> _ABOUT THIS TASK_:
Below are some records; output all of them exactly as they read.

======== PROVIDED ENTRIES

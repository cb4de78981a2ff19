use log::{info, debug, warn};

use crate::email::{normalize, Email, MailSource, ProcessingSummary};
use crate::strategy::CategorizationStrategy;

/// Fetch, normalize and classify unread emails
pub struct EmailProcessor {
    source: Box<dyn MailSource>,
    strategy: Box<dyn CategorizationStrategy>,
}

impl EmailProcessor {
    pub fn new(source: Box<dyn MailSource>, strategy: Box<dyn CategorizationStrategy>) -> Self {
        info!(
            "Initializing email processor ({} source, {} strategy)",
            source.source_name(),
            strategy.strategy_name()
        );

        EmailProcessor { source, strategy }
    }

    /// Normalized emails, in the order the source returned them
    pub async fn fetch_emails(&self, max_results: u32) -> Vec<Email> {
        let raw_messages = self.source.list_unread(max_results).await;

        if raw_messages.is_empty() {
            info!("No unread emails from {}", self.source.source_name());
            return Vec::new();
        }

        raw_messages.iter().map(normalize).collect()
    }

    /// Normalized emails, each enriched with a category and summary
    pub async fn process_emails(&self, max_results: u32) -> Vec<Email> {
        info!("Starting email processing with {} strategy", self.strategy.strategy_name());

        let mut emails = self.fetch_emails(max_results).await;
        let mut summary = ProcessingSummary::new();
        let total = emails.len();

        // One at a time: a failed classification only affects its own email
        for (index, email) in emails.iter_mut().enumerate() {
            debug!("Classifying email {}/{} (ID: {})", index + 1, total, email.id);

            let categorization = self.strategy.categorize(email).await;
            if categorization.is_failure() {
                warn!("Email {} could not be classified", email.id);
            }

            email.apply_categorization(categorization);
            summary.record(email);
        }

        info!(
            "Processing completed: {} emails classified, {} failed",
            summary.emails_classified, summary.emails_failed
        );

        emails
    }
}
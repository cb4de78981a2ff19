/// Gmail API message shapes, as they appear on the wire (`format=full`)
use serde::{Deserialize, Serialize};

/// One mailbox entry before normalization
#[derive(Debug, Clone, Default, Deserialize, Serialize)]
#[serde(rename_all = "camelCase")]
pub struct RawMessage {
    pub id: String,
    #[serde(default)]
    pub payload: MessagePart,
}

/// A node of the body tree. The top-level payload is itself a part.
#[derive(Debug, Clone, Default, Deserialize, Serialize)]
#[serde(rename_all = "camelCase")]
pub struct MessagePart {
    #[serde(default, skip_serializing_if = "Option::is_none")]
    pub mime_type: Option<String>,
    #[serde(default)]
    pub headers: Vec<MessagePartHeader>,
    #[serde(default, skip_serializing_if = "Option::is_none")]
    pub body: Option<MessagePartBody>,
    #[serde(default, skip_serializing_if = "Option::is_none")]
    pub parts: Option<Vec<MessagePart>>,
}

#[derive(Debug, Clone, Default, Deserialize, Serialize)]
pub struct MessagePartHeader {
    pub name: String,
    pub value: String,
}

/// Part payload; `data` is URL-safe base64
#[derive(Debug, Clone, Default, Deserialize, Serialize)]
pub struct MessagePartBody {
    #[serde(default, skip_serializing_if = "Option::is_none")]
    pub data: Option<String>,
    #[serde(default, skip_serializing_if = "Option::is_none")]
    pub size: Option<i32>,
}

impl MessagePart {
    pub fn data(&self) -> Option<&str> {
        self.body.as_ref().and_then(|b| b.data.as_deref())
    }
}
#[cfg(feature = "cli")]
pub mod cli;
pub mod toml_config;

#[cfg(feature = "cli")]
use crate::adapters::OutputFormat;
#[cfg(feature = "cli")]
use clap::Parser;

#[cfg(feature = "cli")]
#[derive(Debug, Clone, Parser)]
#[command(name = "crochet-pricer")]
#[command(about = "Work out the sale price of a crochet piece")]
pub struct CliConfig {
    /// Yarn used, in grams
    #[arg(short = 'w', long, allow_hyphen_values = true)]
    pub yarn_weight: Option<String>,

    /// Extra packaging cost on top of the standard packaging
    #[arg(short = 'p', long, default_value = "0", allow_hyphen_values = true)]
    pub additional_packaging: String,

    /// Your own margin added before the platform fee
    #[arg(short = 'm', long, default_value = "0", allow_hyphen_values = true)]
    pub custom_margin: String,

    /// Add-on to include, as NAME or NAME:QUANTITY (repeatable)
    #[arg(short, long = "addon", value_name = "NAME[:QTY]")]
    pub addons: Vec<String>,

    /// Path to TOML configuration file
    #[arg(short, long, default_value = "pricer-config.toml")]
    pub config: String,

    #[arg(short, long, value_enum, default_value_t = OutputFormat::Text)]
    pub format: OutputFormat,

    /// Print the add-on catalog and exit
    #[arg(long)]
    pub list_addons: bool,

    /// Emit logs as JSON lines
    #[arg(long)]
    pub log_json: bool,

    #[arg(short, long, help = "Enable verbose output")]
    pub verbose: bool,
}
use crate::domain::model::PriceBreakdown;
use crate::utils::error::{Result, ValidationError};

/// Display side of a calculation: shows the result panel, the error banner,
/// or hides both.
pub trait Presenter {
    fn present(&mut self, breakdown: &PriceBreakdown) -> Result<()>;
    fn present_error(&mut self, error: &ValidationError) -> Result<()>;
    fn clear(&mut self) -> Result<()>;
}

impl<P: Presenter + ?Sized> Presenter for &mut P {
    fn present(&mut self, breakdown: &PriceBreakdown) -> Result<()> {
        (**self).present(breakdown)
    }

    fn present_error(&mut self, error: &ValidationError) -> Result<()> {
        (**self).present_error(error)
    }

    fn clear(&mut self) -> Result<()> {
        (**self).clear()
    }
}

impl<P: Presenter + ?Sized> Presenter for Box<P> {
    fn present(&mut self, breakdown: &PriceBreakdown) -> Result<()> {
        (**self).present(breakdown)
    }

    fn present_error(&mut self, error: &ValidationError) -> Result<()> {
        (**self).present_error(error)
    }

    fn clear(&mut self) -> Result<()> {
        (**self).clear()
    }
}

================

> _SOLUTION TO THE EXERCISE_:
repository cb4de78981a2ff19
use log::{info, debug, warn};

use crate::email::{normalize, Email, MailSource, ProcessingSummary};
use crate::strategy::CategorizationStrategy;

/// Fetch, normalize and classify unread emails
pub struct EmailProcessor {
    source: Box<dyn MailSource>,
    strategy: Box<dyn CategorizationStrategy>,
}

impl EmailProcessor {
    pub fn new(source: Box<dyn MailSource>, strategy: Box<dyn CategorizationStrategy>) -> Self {
        info!(
            "Initializing email processor ({} source, {} strategy)",
            source.source_name(),
            strategy.strategy_name()
        );

        EmailProcessor { source, strategy }
    }

    /// Normalized emails, in the order the source returned them
    pub async fn fetch_emails(&self, max_results: u32) -> Vec<Email> {
        let raw_messages = self.source.list_unread(max_results).await;

        if raw_messages.is_empty() {
            info!("No unread emails from {}", self.source.source_name());
            return Vec::new();
        }

        raw_messages.iter().map(normalize).collect()
    }

    /// Normalized emails, each enriched with a category and summary
    pub async fn process_emails(&self, max_results: u32) -> Vec<Email> {
        info!("Starting email processing with {} strategy", self.strategy.strategy_name());

        let mut emails = self.fetch_emails(max_results).await;
        let mut summary = ProcessingSummary::new();
        let total = emails.len();

        // One at a time: a failed classification only affects its own email
        for (index, email) in emails.iter_mut().enumerate() {
            debug!("Classifying email {}/{} (ID: {})", index + 1, total, email.id);

            let categorization = self.strategy.categorize(email).await;
            if categorization.is_failure() {
                warn!("Email {} could not be classified", email.id);
            }

            email.apply_categorization(categorization);
            summary.record(email);
        }

        info!(
            "Processing completed: {} emails classified, {} failed",
            summary.emails_classified, summary.emails_failed
        );

        emails
    }
}
repository cb4de78981a2ff19
/// Gmail API message shapes, as they appear on the wire (`format=full`)
use serde::{Deserialize, Serialize};

/// One mailbox entry before normalization
#[derive(Debug, Clone, Default, Deserialize, Serialize)]
#[serde(rename_all = "camelCase")]
pub struct RawMessage {
    pub id: String,
    #[serde(default)]
    pub payload: MessagePart,
}

/// A node of the body tree. The top-level payload is itself a part.
#[derive(Debug, Clone, Default, Deserialize, Serialize)]
#[serde(rename_all = "camelCase")]
pub struct MessagePart {
    #[serde(default, skip_serializing_if = "Option::is_none")]
    pub mime_type: Option<String>,
    #[serde(default)]
    pub headers: Vec<MessagePartHeader>,
    #[serde(default, skip_serializing_if = "Option::is_none")]
    pub body: Option<MessagePartBody>,
    #[serde(default, skip_serializing_if = "Option::is_none")]
    pub parts: Option<Vec<MessagePart>>,
}

#[derive(Debug, Clone, Default, Deserialize, Serialize)]
pub struct MessagePartHeader {
    pub name: String,
    pub value: String,
}

/// Part payload; `data` is URL-safe base64
#[derive(Debug, Clone, Default, Deserialize, Serialize)]
pub struct MessagePartBody {
    #[serde(default, skip_serializing_if = "Option::is_none")]
    pub data: Option<String>,
    #[serde(default, skip_serializing_if = "Option::is_none")]
    pub size: Option<i32>,
}

impl MessagePart {
    pub fn data(&self) -> Option<&str> {
        self.body.as_ref().and_then(|b| b.data.as_deref())
    }
}
#[cfg(feature = "cli")]
pub mod cli;
pub mod toml_config;

#[cfg(feature = "cli")]
use crate::adapters::OutputFormat;
#[cfg(feature = "cli")]
use clap::Parser;

#[cfg(feature = "cli")]
#[derive(Debug, Clone, Parser)]
#[command(name = "crochet-pricer")]
#[command(about = "Work out the sale price of a crochet piece")]
pub struct CliConfig {
    /// Yarn used, in grams
    #[arg(short = 'w', long, allow_hyphen_values = true)]
    pub yarn_weight: Option<String>,

    /// Extra packaging cost on top of the standard packaging
    #[arg(short = 'p', long, default_value = "0", allow_hyphen_values = true)]
    pub additional_packaging: String,

    /// Your own margin added before the platform fee
    #[arg(short = 'm', long, default_value = "0", allow_hyphen_values = true)]
    pub custom_margin: String,

    /// Add-on to include, as NAME or NAME:QUANTITY (repeatable)
    #[arg(short, long = "addon", value_name = "NAME[:QTY]")]
    pub addons: Vec<String>,

    /// Path to TOML configuration file
    #[arg(short, long, default_value = "pricer-config.toml")]
    pub config: String,

    #[arg(short, long, value_enum, default_value_t = OutputFormat::Text)]
    pub format: OutputFormat,

    /// Print the add-on catalog and exit
    #[arg(long)]
    pub list_addons: bool,

    /// Emit logs as JSON lines
    #[arg(long)]
    pub log_json: bool,

    #[arg(short, long, help = "Enable verbose output")]
    pub verbose: bool,
}
use crate::domain::model::PriceBreakdown;
use crate::utils::error::{Result, ValidationError};

/// Display side of a calculation: shows the result panel, the error banner,
/// or hides both.
pub trait Presenter {
    fn present(&mut self, breakdown: &PriceBreakdown) -> Result<()>;
    fn present_error(&mut self, error: &ValidationError) -> Result<()>;
    fn clear(&mut self) -> Result<()>;
}

impl<P: Presenter + ?Sized> Presenter for &mut P {
    fn present(&mut self, breakdown: &PriceBreakdown) -> Result<()> {
        (**self).present(breakdown)
    }

    fn present_error(&mut self, error: &ValidationError) -> Result<()> {
        (**self).present_error(error)
    }

    fn clear(&mut self) -> Result<()> {
        (**self).clear()
    }
}

impl<P: Presenter + ?Sized> Presenter for Box<P> {
    fn present(&mut self, breakdown: &PriceBreakdown) -> Result<()> {
        (**self).present(breakdown)
    }

    fn present_error(&mut self, error: &ValidationError) -> Result<()> {
        (**self).present_error(error)
    }

    fn clear(&mut self) -> Result<()> {
        (**self).clear()
    }
}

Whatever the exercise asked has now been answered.